impl CostModel {
    /// Creates a model for ring elements of `ring_bits` bits.
    pub fn new(ring_bits: u32) -> Result<Self, ModelError> {
        if ring_bits == 0 || ring_bits % 8 != 0 {
            return Err(ModelError::RingBits(ring_bits));
        }
        Ok(CostModel { ring_bits })
    }

    /// Creates a model with the ring bit-width of the configuration.
    pub fn from_config(config: &AnalysisConfig) -> Result<Self, ModelError> {
        Self::new(config.ring_bits)
    }

    /// The bit-width of ring elements.
    pub fn ring_bits(&self) -> u32 {
        self.ring_bits
    }

    /// Predicts the communication of `variant` on a graph with `params` at `depth`.
    pub fn predict(
        &self,
        variant: Variant,
        params: ModelParams,
        depth: u32,
    ) -> Result<AnalyticalPrediction, ModelError> {
        if params.nodes == 0 {
            return Err(ModelError::NoNodes);
        }
        if params.total_size < params.nodes {
            return Err(ModelError::TotalSizeBelowNodes {
                nodes: params.nodes,
                total_size: params.total_size,
            });
        }
        if depth < variant.min_depth() {
            return Err(ModelError::DepthBelowMinimum { variant, depth });
        }
        if variant.family == Family::Reference && params.layers == 0 {
            return Err(ModelError::NoLayers);
        }
        let overflow = ModelError::Overflow {
            variant,
            nodes: params.nodes,
            depth,
        };
        let costs = match variant.family {
            Family::Ours => ours(variant.measure, params),
            Family::Reference => reference(variant.measure, params),
        };
        let Some((preprocessing, online)) = costs else {
            return Err(overflow);
        };
        let prediction = AnalyticalPrediction {
            variant,
            params,
            depth,
            ring_bits: self.ring_bits,
            preprocessing,
            online,
        };
        match prediction.checked_total_bits() {
            Some(_) => Ok(prediction),
            None => Err(overflow),
        }
    }
}

/// Predicted bits of one phase of `variant` at the given granularity.
///
/// This is a convenience wrapper around [`CostModel::predict`] for callers that need a single
/// figure.
pub fn predict(
    variant: Variant,
    phase: Phase,
    granularity: Granularity,
    params: ModelParams,
    depth: u32,
    ring_bits: u32,
) -> Result<i128, ModelError> {
    let prediction = CostModel::new(ring_bits)?.predict(variant, params, depth)?;
    Ok(prediction.bits(phase, granularity))
}

/// `ceil(log2(n))`, with `ceil(log2(1)) = 0`.
pub(crate) fn ceil_log2(n: u64) -> u32 {
    if n <= 1 {
        0
    } else {
        u64::BITS - (n - 1).leading_zeros()
    }
}

/// Product of `factors`, or `None` on overflow.
fn product(factors: &[i128]) -> Option<i128> {
    factors
        .iter()
        .try_fold(1i128, |acc, &factor| acc.checked_mul(factor))
}

/// Sum of `terms`, or `None` on overflow.
fn sum(terms: &[i128]) -> Option<i128> {
    terms.iter().try_fold(0i128, |acc, &term| acc.checked_add(term))
}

> [TASK OBJECTIVE]: Once you find the string "preprocessing" in a line of the records, copy that line.

> [EXERCISE RESULT]:
        let Some((preprocessing, online)) = costs else {
            preprocessing,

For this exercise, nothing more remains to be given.